Andrew Falby (Sarnia—Lambton)
Advocate of Ayn Rand's philosophy, has references Atlas Shrugged in interviews.  Formerly a baker on a Texaco ship, later a landlord and a day renovator.  Opposes any form of rent control.  Gained local notoriety in the 1999 provincial election by making two bleating noises during a Rotary meeting.  Claimed his intent was to demonstrate that Canadians are a nation of sheep, blinding following the will of civil servants.  Wears rumpled clothing in his campaigns, and claims his concern is with changing society as a whole.  Asked about his reasons for campaigning, he once responded "I'm not doing this to win votes. I'm doing it to shock people." Asked the Sarnia city council to reduce its budget by 10% in 2004.  Has made a court application to quash the provincial anti-smoking bylaw in Lambton County. Runs a website called "The Homeless Landlords".  Received 316 votes, finishing last in a field of five candidates. The winner was Caroline Di Cocco of the Ontario Liberal Party.

Previous candidacies:
 1995 Ontario general election, Sarnia, 159 votes, sixth in a field of six candidates (winner: David Boushy, Progressive Conservative Party of Ontario)
 1999 Ontario general election, Sarnia—Lambton, 517 votes, fourth in a field of four candidates (winner: Caroline Di Cocco, Liberal)

Carol Leborg (St. Paul's)
Coordinated "Capitalism Day" in Toronto in 2002.  Has worked as a toastmaster at Toronto's Imperial Oil building.  Opposes abortion funding and supports "conscience rights" for health-care workers opposed to abortion.  Received 354 votes, finishing last in a field of five candidates.  The winner was Michael Bryant of the Ontario Liberal Party.

Lindsay George King (Thornhill)
A United Church of Canada minister in Toronto for over thirty years, overseeing the Willowdale United Church.  Retired in 1993.  Is involved in the Family Life Foundation.  Supports the LETS scheme, as promoted by John Turmel and others.  Was a founder of the Toronto LETS.  Once co-presented the "Toronto Dollar" system to former Mayor of Toronto Mel Lastman.  Ran for Turmel's Abolitionist Party of Canada in the 1993 federal election in the riding of Don Valley North, and finished last in a field of six candidates with 76 votes.  The winner was Sarkis Assadourian of the Liberal Party of Canada.  He has also run in Ontario elections in the riding of Thornhill. He received 304 votes in 2003, finishing last in a field of five candidates.  The winner was Mario Racco of the Ontario Liberal Party.  In 2007, he received 145 votes and was the last of seven candidates.

Silvio Ursomarzo (Toronto Centre—Rosedale)
Ursomarzo was born and raised in Toronto, has a Bachelor of Economics degree from York University (1988) and works in the financial services industry.  He has been involved with the Freedom Party since at least 1995, and is known to support the privatization of health care, education and housing services (Annex Gleaner, June 1999).

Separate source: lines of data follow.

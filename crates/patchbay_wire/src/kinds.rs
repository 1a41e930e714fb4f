//! Closed enum sets that travel on the wire.
//!
//! Numeric encodings are stable dense sequences starting at 0; peers on other
//! runtimes depend on them, so variants must never be reordered.

/// Message kind carried in the frame header.
#[derive(Clone, Copy, Debug, Eq, PartialEq, Hash)]
pub enum MessageKind {
    ReqRpc,
    RspRpc,
    ReqTopic,
    RspTopic,
    ReqService,
    RspService,
}

impl MessageKind {
    pub const fn code(self) -> u32 {
        match self {
            MessageKind::ReqRpc => 0,
            MessageKind::RspRpc => 1,
            MessageKind::ReqTopic => 2,
            MessageKind::RspTopic => 3,
            MessageKind::ReqService => 4,
            MessageKind::RspService => 5,
        }
    }

    pub fn from_code(code: u32) -> Option<Self> {
        match code {
            0 => Some(MessageKind::ReqRpc),
            1 => Some(MessageKind::RspRpc),
            2 => Some(MessageKind::ReqTopic),
            3 => Some(MessageKind::RspTopic),
            4 => Some(MessageKind::ReqService),
            5 => Some(MessageKind::RspService),
            _ => None,
        }
    }

    pub const fn as_str(self) -> &'static str {
        match self {
            MessageKind::ReqRpc => "REQ_RPC",
            MessageKind::RspRpc => "RSP_RPC",
            MessageKind::ReqTopic => "REQ_TOPIC",
            MessageKind::RspTopic => "RSP_TOPIC",
            MessageKind::ReqService => "REQ_SERVICE",
            MessageKind::RspService => "RSP_SERVICE",
        }
    }

    /// Whether this kind is a request (the peer is expected to answer it).
    pub const fn is_request(self) -> bool {
        matches!(
            self,
            MessageKind::ReqRpc | MessageKind::ReqTopic | MessageKind::ReqService
        )
    }

    /// The response kind that answers this request kind, sharing its id.
    pub const fn response_kind(self) -> Option<MessageKind> {
        match self {
            MessageKind::ReqRpc => Some(MessageKind::RspRpc),
            MessageKind::ReqTopic => Some(MessageKind::RspTopic),
            MessageKind::ReqService => Some(MessageKind::RspService),
            _ => None,
        }
    }
}

/// Result code carried in the `rcode` body field of every response.
#[derive(Clone, Copy, Debug, Eq, PartialEq, Hash)]
pub enum ResponseCode {
    Ok,
    ParseFailed,
    ErrorMsgType,
    InvalidMsg,
    Disconnected,
    InvalidParams,
    NotFoundService,
    InvalidOptype,
    NotFoundTopic,
    InternalError,
}

impl ResponseCode {
    pub const fn code(self) -> i64 {
        match self {
            ResponseCode::Ok => 0,
            ResponseCode::ParseFailed => 1,
            ResponseCode::ErrorMsgType => 2,
            ResponseCode::InvalidMsg => 3,
            ResponseCode::Disconnected => 4,
            ResponseCode::InvalidParams => 5,
            ResponseCode::NotFoundService => 6,
            ResponseCode::InvalidOptype => 7,
            ResponseCode::NotFoundTopic => 8,
            ResponseCode::InternalError => 9,
        }
    }

    pub fn from_code(code: i64) -> Option<Self> {
        match code {
            0 => Some(ResponseCode::Ok),
            1 => Some(ResponseCode::ParseFailed),
            2 => Some(ResponseCode::ErrorMsgType),
            3 => Some(ResponseCode::InvalidMsg),
            4 => Some(ResponseCode::Disconnected),
            5 => Some(ResponseCode::InvalidParams),
            6 => Some(ResponseCode::NotFoundService),
            7 => Some(ResponseCode::InvalidOptype),
            8 => Some(ResponseCode::NotFoundTopic),
            9 => Some(ResponseCode::InternalError),
            _ => None,
        }
    }

    /// Human-readable reason, for logs and error displays.
    pub const fn reason(self) -> &'static str {
        match self {
            ResponseCode::Ok => "ok",
            ResponseCode::ParseFailed => "message parsing failed",
            ResponseCode::ErrorMsgType => "wrong message type",
            ResponseCode::InvalidMsg => "invalid message",
            ResponseCode::Disconnected => "connection closed",
            ResponseCode::InvalidParams => "invalid rpc parameters",
            ResponseCode::NotFoundService => "no such service",
            ResponseCode::InvalidOptype => "invalid operation type",
            ResponseCode::NotFoundTopic => "no such topic",
            ResponseCode::InternalError => "internal error",
        }
    }
}

/// Operation carried by REQ_TOPIC messages.
#[derive(Clone, Copy, Debug, Eq, PartialEq)]
pub enum TopicAction {
    Create,
    Remove,
    Subscribe,
    Cancel,
    Publish,
}

impl TopicAction {
    pub const fn code(self) -> i64 {
        match self {
            TopicAction::Create => 0,
            TopicAction::Remove => 1,
            TopicAction::Subscribe => 2,
            TopicAction::Cancel => 3,
            TopicAction::Publish => 4,
        }
    }

    pub fn from_code(code: i64) -> Option<Self> {
        match code {
            0 => Some(TopicAction::Create),
            1 => Some(TopicAction::Remove),
            2 => Some(TopicAction::Subscribe),
            3 => Some(TopicAction::Cancel),
            4 => Some(TopicAction::Publish),
            _ => None,
        }
    }
}

/// Operation carried by REQ_SERVICE and RSP_SERVICE messages.
#[derive(Clone, Copy, Debug, Eq, PartialEq)]
pub enum ServiceAction {
    Registry,
    Online,
    Offline,
    Discovery,
    Unknown,
}

impl ServiceAction {
    pub const fn code(self) -> i64 {
        match self {
            ServiceAction::Registry => 0,
            ServiceAction::Online => 1,
            ServiceAction::Offline => 2,
            ServiceAction::Discovery => 3,
            ServiceAction::Unknown => 4,
        }
    }

    pub fn from_code(code: i64) -> Option<Self> {
        match code {
            0 => Some(ServiceAction::Registry),
            1 => Some(ServiceAction::Online),
            2 => Some(ServiceAction::Offline),
            3 => Some(ServiceAction::Discovery),
            4 => Some(ServiceAction::Unknown),
            _ => None,
        }
    }
}

#[cfg(test)]
mod tests {
    use super::*;

    #[test]
    fn kind_codes_round_trip() {
        for code in 0..6 {
            let kind = MessageKind::from_code(code).unwrap();
            assert_eq!(kind.code(), code);
        }
        assert!(MessageKind::from_code(6).is_none());
    }

    #[test]
    fn request_kinds_pair_with_responses() {
        assert_eq!(
            MessageKind::ReqRpc.response_kind(),
            Some(MessageKind::RspRpc)
        );
        assert_eq!(
            MessageKind::ReqService.response_kind(),
            Some(MessageKind::RspService)
        );
        assert_eq!(
            MessageKind::ReqTopic.response_kind(),
            Some(MessageKind::RspTopic)
        );
        assert!(MessageKind::RspRpc.response_kind().is_none());
        assert!(!MessageKind::RspTopic.is_request());
    }

    #[test]
    fn rcode_encoding_is_dense_from_zero() {
        for code in 0..10 {
            let rc = ResponseCode::from_code(code).unwrap();
            assert_eq!(rc.code(), code);
        }
        assert!(ResponseCode::from_code(10).is_none());
    }
}
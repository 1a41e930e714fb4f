//! Request/response correlation.
//!
//! Every outbound request gets a fresh id and a pending descriptor *before*
//! its bytes are handed to the connection; a response that races the send
//! completion therefore always finds its descriptor. Descriptors are consumed
//! exactly once: on the first matching response, on wait timeout, or when the
//! connection closes (completed with a disconnect error). A duplicate
//! response for an id finds no descriptor and is dropped.

use std::collections::HashMap;
use std::sync::{Arc, Mutex};
use std::time::Duration;

use patchbay_wire::{Message, MessageKind, RpcResponse, ServiceResponse, TopicResponse};
use tokio::sync::oneshot;
use tokio::time;
use tracing::{debug, warn};
use uuid::Uuid;

use crate::dispatch::Dispatcher;
use crate::error::PatchbayError;
use crate::net::{CloseHook, Connection, ConnectionId};

/// Fresh opaque message id.
pub(crate) fn fresh_id() -> String {
    Uuid::new_v4().to_string()
}

type ResponseResult = Result<Message, PatchbayError>;
type ResponseCallback = Box<dyn FnOnce(ResponseResult) + Send>;

/// How the caller takes delivery: a one-shot channel serves both the future
/// and the blocking styles, a boxed function serves the callback style.
enum ResponseSlot {
    Channel(oneshot::Sender<ResponseResult>),
    Callback(ResponseCallback),
}

struct PendingEntry {
    conn: ConnectionId,
    request: Message,
    slot: ResponseSlot,
}

/// Correlates responses back to outstanding requests by id.
///
/// Cheap to clone; clones share the pending map.
#[derive(Clone, Default)]
pub struct Requestor {
    pending: Arc<Mutex<HashMap<String, PendingEntry>>>,
}

impl Requestor {
    pub fn new() -> Self {
        Self::default()
    }

    /// Number of outstanding descriptors, across all connections.
    pub fn pending_count(&self) -> usize {
        self.pending.lock().expect("pending map lock poisoned").len()
    }

    /// Sends `req` with a fresh id and returns a handle that completes on the
    /// matching response.
    pub fn send(
        &self,
        conn: &Arc<Connection>,
        mut req: Message,
    ) -> Result<PendingResponse, PatchbayError> {
        let id = fresh_id();
        req.set_id(id.clone());
        let (tx, rx) = oneshot::channel();
        self.install(conn.id(), req.clone(), ResponseSlot::Channel(tx));
        if let Err(err) = conn.send(req) {
            self.discard(&id);
            return Err(err);
        }
        Ok(PendingResponse {
            id,
            rx,
            requestor: self.clone(),
        })
    }

    /// Sends `req` with a fresh id; `callback` is invoked with the response,
    /// or with a disconnect error if the connection dies first.
    pub fn send_callback<F>(
        &self,
        conn: &Arc<Connection>,
        mut req: Message,
        callback: F,
    ) -> Result<String, PatchbayError>
    where
        F: FnOnce(ResponseResult) + Send + 'static,
    {
        let id = fresh_id();
        req.set_id(id.clone());
        self.install(
            conn.id(),
            req.clone(),
            ResponseSlot::Callback(Box::new(callback)),
        );
        if let Err(err) = conn.send(req) {
            self.discard(&id);
            return Err(err);
        }
        Ok(id)
    }

    /// Dispatcher handler for response kinds.
    pub fn on_response(&self, _conn: &Arc<Connection>, msg: Message) {
        let entry = self
            .pending
            .lock()
            .expect("pending map lock poisoned")
            .remove(msg.id());
        match entry {
            Some(entry) => {
                debug!(
                    id = msg.id(),
                    kind = msg.kind().as_str(),
                    request_kind = entry.request.kind().as_str(),
                    "delivering response"
                );
                deliver(entry.slot, Ok(msg));
            }
            // Late response: already timed out, cancelled, or a duplicate id.
            None => warn!(id = msg.id(), "response matches no outstanding request, dropping"),
        }
    }

    /// Completes every descriptor belonging to `conn` with a disconnect error.
    pub fn fail_all_for_conn(&self, conn: ConnectionId) {
        let drained: Vec<PendingEntry> = {
            let mut pending = self.pending.lock().expect("pending map lock poisoned");
            let ids: Vec<String> = pending
                .iter()
                .filter(|(_, entry)| entry.conn == conn)
                .map(|(id, _)| id.clone())
                .collect();
            ids.iter().filter_map(|id| pending.remove(id)).collect()
        };
        for entry in drained {
            debug!(
                request_kind = entry.request.kind().as_str(),
                "completing request with disconnect"
            );
            deliver(entry.slot, Err(PatchbayError::Disconnected));
        }
    }

    /// Registers `on_response` with the dispatcher for the given response
    /// kinds; non-response kinds are ignored.
    pub fn attach(&self, dispatcher: &Dispatcher, kinds: &[MessageKind]) {
        for kind in kinds {
            match kind {
                MessageKind::RspRpc => {
                    let requestor = self.clone();
                    dispatcher.register(move |conn: &Arc<Connection>, rsp: RpcResponse| {
                        requestor.on_response(conn, rsp.into());
                    });
                }
                MessageKind::RspTopic => {
                    let requestor = self.clone();
                    dispatcher.register(move |conn: &Arc<Connection>, rsp: TopicResponse| {
                        requestor.on_response(conn, rsp.into());
                    });
                }
                MessageKind::RspService => {
                    let requestor = self.clone();
                    dispatcher.register(move |conn: &Arc<Connection>, rsp: ServiceResponse| {
                        requestor.on_response(conn, rsp.into());
                    });
                }
                other => debug!(kind = other.as_str(), "not a response kind, skipping"),
            }
        }
    }

    /// Close hook completing this requestor's descriptors for the dead
    /// connection.
    pub fn close_hook(&self) -> CloseHook {
        let requestor = self.clone();
        Arc::new(move |conn: &Arc<Connection>| requestor.fail_all_for_conn(conn.id()))
    }

    fn install(&self, conn: ConnectionId, request: Message, slot: ResponseSlot) {
        self.pending
            .lock()
            .expect("pending map lock poisoned")
            .insert(request.id().to_string(), PendingEntry { conn, request, slot });
    }

    fn discard(&self, id: &str) {
        self.pending
            .lock()
            .expect("pending map lock poisoned")
            .remove(id);
    }
}

fn deliver(slot: ResponseSlot, result: ResponseResult) {
    match slot {
        ResponseSlot::Channel(tx) => {
            // The waiter may have given up; nothing to do then.
            let _ = tx.send(result);
        }
        ResponseSlot::Callback(callback) => callback(result),
    }
}

/// Handle for an in-flight request.
///
/// Await [`PendingResponse::wait`] from an application task only: waiting on
/// the task that drains the same connection would deadlock, since delivery
/// needs that task to keep reading.
pub struct PendingResponse {
    id: String,
    rx: oneshot::Receiver<ResponseResult>,
    requestor: Requestor,
}

impl PendingResponse {
    pub fn id(&self) -> &str {
        &self.id
    }

    /// Waits for the response. On timeout the descriptor is removed, so a
    /// straggler response is dropped rather than delivered twice.
    pub async fn wait(self, timeout: Duration) -> Result<Message, PatchbayError> {
        match time::timeout(timeout, self.rx).await {
            Ok(Ok(result)) => result,
            Ok(Err(_)) => Err(PatchbayError::Disconnected),
            Err(_) => {
                self.requestor.discard(&self.id);
                Err(PatchbayError::Timeout { timeout })
            }
        }
    }
}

First ran for the Freedom Party in Trinity—Spadina in the 1999 provincial election.  Received 182 votes, finishing seventh in a field of eight candidates; the winner was Rosario Marchese of the Ontario New Democratic Party.  Received 218 votes in 2003, finishing last in a field of six candidates.  The winner was George Smitherman of the Ontario Liberal Party.

Vaughan Byrnes (Willowdale)
President of Vaughan Byrnes and Co., a family engineering business.  Opposes multiculturalism, and once described Canada's policies on immigration, multiculturalism and employment equity as "genocidal" to Canadians. A member of the Montgomery Tavern Society.  First ran for the Freedom Party in the 1999 provincial election and received 152 votes in Willowdale, finishing seventh in a field of eight candidates.  The winner was David Young of the Progressive Conservative Party of Ontario.  In 2003, received 227 votes and finished last in a field of six candidates.  The winner was David Zimmer of the Ontario Liberal Party.

The party also planned to run Gordon Mood in Algoma—Manitoulin, but he did not appear on the ballot.  Had he run, Mood would have been the party's only candidate in northern Ontario.  John Genser was also slated to run for the party in Vaughan—King—Aurora, but he too did not appear on the ballot.